安倍内閣は、今後1年かけて生涯現役時代に向けた雇用改革を実施するとしています。高齢者にも働きやすい環境を整えたうえで、社会保障制度の抜本的改革に乗り出すという2段階で取り組む考えを示しています。雇用改革では、65歳以上への継続雇用年齢の引き上げを検討します。高齢者を採用する企業への支援策などを検討し、民間での高齢者雇用の拡大の取り組みを後押しします。同時に中途採用の大幅拡大にも取り組みます。
生涯現役時代を前提とした社会保障改革では、年金制度に関し、70歳を超えても受給開始年齢を選択できるようにします。健康な高齢者を増やして医療保険など財政負担の削減につなげるため、予防・健康へのインセンティブ措置も強化します。働き方改革と社会保障制度改革を連動させることにより、投入される労働力が増えれば成長にも資することになり、税収も入るし、社会保険料にもプラスになります。特に予防医療の充実に重点を置き、健康寿命を延ばすことが大切になります。

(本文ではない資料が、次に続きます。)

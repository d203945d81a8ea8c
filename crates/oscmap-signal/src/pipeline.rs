//! Per-subject processing chain.
//!
//! ```text
//! calibration ─► contamination removal ─► Dixon ─► conditioning ─► segmentation
//!                                                                  (k-space)
//! oscillation image ─► binning                                     (image)
//! ```
//!
//! Every stage consumes the previous stage's output; the first error ends the
//! run. Reconstruction of the high/low k-space into images happens outside
//! this crate, so the image half is a separate entry point.

use ndarray::{Array, Array1, Array2, Dimension};
use num_complex::Complex64;
use oscmap_core::{
    BinThresholds, BinnedImage, ConditioningContext, ContaminationParameters, CoreError,
    CoreResult, CycleIndexSet, DissolvedAcquisition, DixonChannels, FidSeries, InputError,
    PipelineConfig,
};
use tracing::{debug, info, instrument};

use crate::binning::assign_bins;
use crate::conditioning::condition;
use crate::contamination::remove_gas_contamination;
use crate::dixon::decompose;
use crate::peaks::heart_rate_bpm;
use crate::segmentation::find_high_low_indices;
use crate::sine_fit::fit_sine_with;
use crate::spectroscopy::{calibrate_rbc_m_ratio, Calibration};

/// Acquisition data for one k-space run.
#[derive(Debug, Clone)]
pub struct KspaceInputs {
    /// Dissolved and gas FID data with acquisition metadata
    pub dissolved: DissolvedAcquisition,
    /// Gas leakage parameters; removal is skipped when `None`
    pub contamination: Option<ContaminationParameters>,
    /// Calibration spectroscopy, required unless the ratio is set manually
    pub spectroscopy: Option<FidSeries>,
}

/// Everything the k-space half of the pipeline produces.
#[derive(Debug, Clone)]
pub struct KspaceOutputs {
    /// Calibration ratio and its provenance
    pub calibration: Calibration,
    /// Dissolved data after gas contamination removal
    pub cleaned: Array2<Complex64>,
    /// RBC and membrane channels
    pub channels: DixonChannels,
    /// RBC k0 per projection before conditioning
    pub rbc_trace: Array1<f64>,
    /// RBC k0 trace after the configured conditioning steps
    pub conditioned: Array1<f64>,
    /// Heart rate estimate, present when the peak distance was derived
    pub heart_rate_bpm: Option<f64>,
    /// Samples per cardiac cycle used for segmentation
    pub peak_distance: usize,
    /// High and low projection indices
    pub indices: CycleIndexSet,
}

/// Runs every stage for one subject under a validated configuration.
#[derive(Debug, Clone)]
pub struct SubjectPipeline {
    config: PipelineConfig,
    thresholds: BinThresholds,
}

#[allow(
    clippy::cast_precision_loss,
    clippy::cast_possible_truncation,
    clippy::cast_sign_loss
)]
fn derive_peak_distance(bpm: f64, repetition_time_s: f64) -> CoreResult<usize> {
    let samples = (60.0 / (bpm * repetition_time_s)).round();
    if !(samples.is_finite() && samples >= 2.0) {
        return Err(InputError::Degenerate {
            message: format!(
                "heart rate {bpm:.2} bpm at TR {repetition_time_s} s gives no usable cycle length"
            ),
        }
        .into());
    }
    Ok(samples as usize)
}

impl SubjectPipeline {
    /// Validates `config` and resolves the binning thresholds.
    ///
    /// # Errors
    ///
    /// Returns [`CoreError::Configuration`] for any invalid field.
    pub fn new(config: PipelineConfig) -> CoreResult<Self> {
        config.validate()?;
        let thresholds = config.binning.reference.thresholds()?;
        Ok(Self { config, thresholds })
    }

    /// The configuration this pipeline runs with.
    #[must_use]
    pub fn config(&self) -> &PipelineConfig {
        &self.config
    }

    /// Binning breakpoints resolved from the configuration.
    #[must_use]
    pub fn thresholds(&self) -> &BinThresholds {
        &self.thresholds
    }

    /// Calibrates, cleans, decomposes, conditions and segments one
    /// acquisition.
    ///
    /// # Errors
    ///
    /// Returns the first error raised by any stage.
    #[instrument(skip(self, inputs), fields(subject = %self.config.subject_id))]
    pub fn run_kspace(&self, inputs: &KspaceInputs) -> CoreResult<KspaceOutputs> {
        let acquisition = &inputs.dissolved;
        let meta = acquisition.dissolved.metadata();

        let calibration = calibrate_rbc_m_ratio(&self.config, inputs.spectroscopy.as_ref())?;
        info!(
            ratio = calibration.ratio.value(),
            source = ?calibration.source,
            "RBC:M ratio calibrated"
        );

        let cleaned = match &inputs.contamination {
            Some(params) => remove_gas_contamination(
                acquisition.dissolved.data(),
                &acquisition.gas,
                meta.dwell_time_s,
                params,
            )?,
            None => {
                debug!("no contamination parameters, skipping gas removal");
                acquisition.dissolved.data().clone()
            }
        };

        let channels = decompose(&cleaned, calibration.ratio)?;
        let rbc_trace = channels.rbc.column(0).to_owned();

        let ctx = ConditioningContext::from_period(meta.repetition_time_s);
        let conditioned = condition(&rbc_trace, &self.config.conditioning, &ctx)?;

        let seg = &self.config.segmentation;
        let (peak_distance, heart_rate) = match seg.peak_distance {
            Some(d) => (d, None),
            None => {
                let bpm = heart_rate_bpm(&conditioned, meta.repetition_time_s)?;
                (derive_peak_distance(bpm, meta.repetition_time_s)?, Some(bpm))
            }
        };

        let indices = find_high_low_indices(
            &conditioned,
            peak_distance,
            seg.distance_threshold,
            seg.same_length,
            seg.method,
        )?;
        info!(
            projections = rbc_trace.len(),
            peak_distance,
            high = indices.high.len(),
            low = indices.low.len(),
            "k-space segmented"
        );

        Ok(KspaceOutputs {
            calibration,
            cleaned,
            channels,
            rbc_trace,
            conditioned,
            heart_rate_bpm: heart_rate,
            peak_distance,
            indices,
        })
    }

    /// Fits the configured number of sines to an oscillation trace and
    /// returns the fitted curve.
    ///
    /// # Errors
    ///
    /// See [`fit_sine_with`].
    #[instrument(skip(self, trace), fields(subject = %self.config.subject_id, len = trace.len()))]
    pub fn fit_oscillation(&self, trace: &Array1<f64>) -> CoreResult<Array1<f64>> {
        fit_sine_with(trace, self.config.sine_components)
    }

    /// Bins a reconstructed oscillation-amplitude image.
    ///
    /// # Errors
    ///
    /// See [`assign_bins`].
    #[instrument(skip(self, image, mask), fields(subject = %self.config.subject_id))]
    pub fn bin_oscillation<D: Dimension>(
        &self,
        image: &Array<f64, D>,
        mask: &Array<bool, D>,
    ) -> CoreResult<BinnedImage<D>> {
        assign_bins(
            image,
            mask,
            &self.thresholds,
            self.config.binning.rescale_percentile,
        )
    }
}

impl TryFrom<PipelineConfig> for SubjectPipeline {
    type Error = CoreError;

    fn try_from(config: PipelineConfig) -> CoreResult<Self> {
        Self::new(config)
    }
}
//! Bi-exponential detrending.
//!
//! Fits `a·exp(-b·x) + c·exp(-d·x)` over the sample index and subtracts the
//! fitted curve, removing the hyperpolarization decay from a k0 trace while
//! keeping the cardiogenic oscillation on top of it.

use nalgebra::{DMatrix, DVector};
use ndarray::Array1;
use oscmap_core::utils::index_axis;
use oscmap_core::{CoreResult, InputError};
use tracing::debug;

use crate::optimize::{levenberg_marquardt, Bounds, LeastSquaresOptions, LeastSquaresProblem};

/// Starting point `[a, b, c, d]`.
pub const DETREND_SEED: [f64; 4] = [1.0, 0.1, 1.0, 0.1];

/// Termination settings for the decay fit.
pub const DETREND_OPTIONS: LeastSquaresOptions = LeastSquaresOptions {
    ftol: 1e-6,
    xtol: 1e-6,
    gtol: 1e-8,
    max_evaluations: 600,
    initial_damping: 1e-3,
};

struct BiExponential<'a> {
    x: &'a [f64],
    y: &'a [f64],
}

impl BiExponential<'_> {
    fn eval(p: &[f64], x: f64) -> f64 {
        p[0] * (-p[1] * x).exp() + p[2] * (-p[3] * x).exp()
    }
}

impl LeastSquaresProblem for BiExponential<'_> {
    fn num_params(&self) -> usize {
        4
    }

    fn residuals(&self, p: &[f64]) -> DVector<f64> {
        DVector::from_iterator(
            self.x.len(),
            self.x
                .iter()
                .zip(self.y)
                .map(|(&x, &y)| Self::eval(p, x) - y),
        )
    }

    fn jacobian(&self, p: &[f64]) -> DMatrix<f64> {
        DMatrix::from_fn(self.x.len(), 4, |i, j| {
            let x = self.x[i];
            match j {
                0 => (-p[1] * x).exp(),
                1 => -p[0] * x * (-p[1] * x).exp(),
                2 => (-p[3] * x).exp(),
                _ => -p[2] * x * (-p[3] * x).exp(),
            }
        })
    }
}

/// Fits the bi-exponential decay and returns `[a, b, c, d]`.
///
/// # Errors
///
/// - [`InputError::InsufficientSamples`] for fewer than 4 samples
/// - [`oscmap_core::FitError::DidNotConverge`] if the fit does not converge
///   within 600 evaluations
pub fn fit_biexponential(signal: &Array1<f64>) -> CoreResult<[f64; 4]> {
    if signal.len() < 4 {
        return Err(InputError::InsufficientSamples {
            required: 4,
            available: signal.len(),
        }
        .into());
    }
    let x = index_axis(signal.len()).to_vec();
    let y = signal.to_vec();
    let problem = BiExponential { x: &x, y: &y };
    let result = levenberg_marquardt(
        &problem,
        &DETREND_SEED,
        &Bounds::unbounded(4),
        &DETREND_OPTIONS,
    )?;
    debug!(
        params = ?result.params,
        cost = result.cost,
        evaluations = result.evaluations,
        "bi-exponential trend fitted"
    );
    Ok([
        result.params[0],
        result.params[1],
        result.params[2],
        result.params[3],
    ])
}

/// Removes the fitted bi-exponential trend from `signal`.
///
/// # Errors
///
/// See [`fit_biexponential`].
pub fn detrend(signal: &Array1<f64>) -> CoreResult<Array1<f64>> {
    let p = fit_biexponential(signal)?;
    let x = index_axis(signal.len());
    Ok(signal - &x.mapv(|xi| BiExponential::eval(&p, xi)))
}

15~64歳の生産年齢人口は全体の6割を割り、20年後には55%前後まで落ち込んでしまいます。経済成長のためにも高齢者の就労促進は欠かせません。働く高齢者は保険料を負担し、社会保障をする側にまわります。しかし、高齢化のスピードは想像以上に速くなっています。日本では、1人あたりの医療費が高い75歳以上の人口が65~74歳を逆転し、医療費が社会保障に与える影響が大きくなっています。
来年10月に予定する消費税率10%への引き上げには、必ずやり遂げなければなりません。増税による消費や景気への悪影響が一時的にみられますが、今後の高齢化の進展を考えれば、10%への引き上げだけでは歳入の改革は十分ではありません。高所得の高齢者の自己負担を増やしたり、医療費の伸びを経済成長の範囲に抑えたりといった抜本的な給付面での改革も必要になります。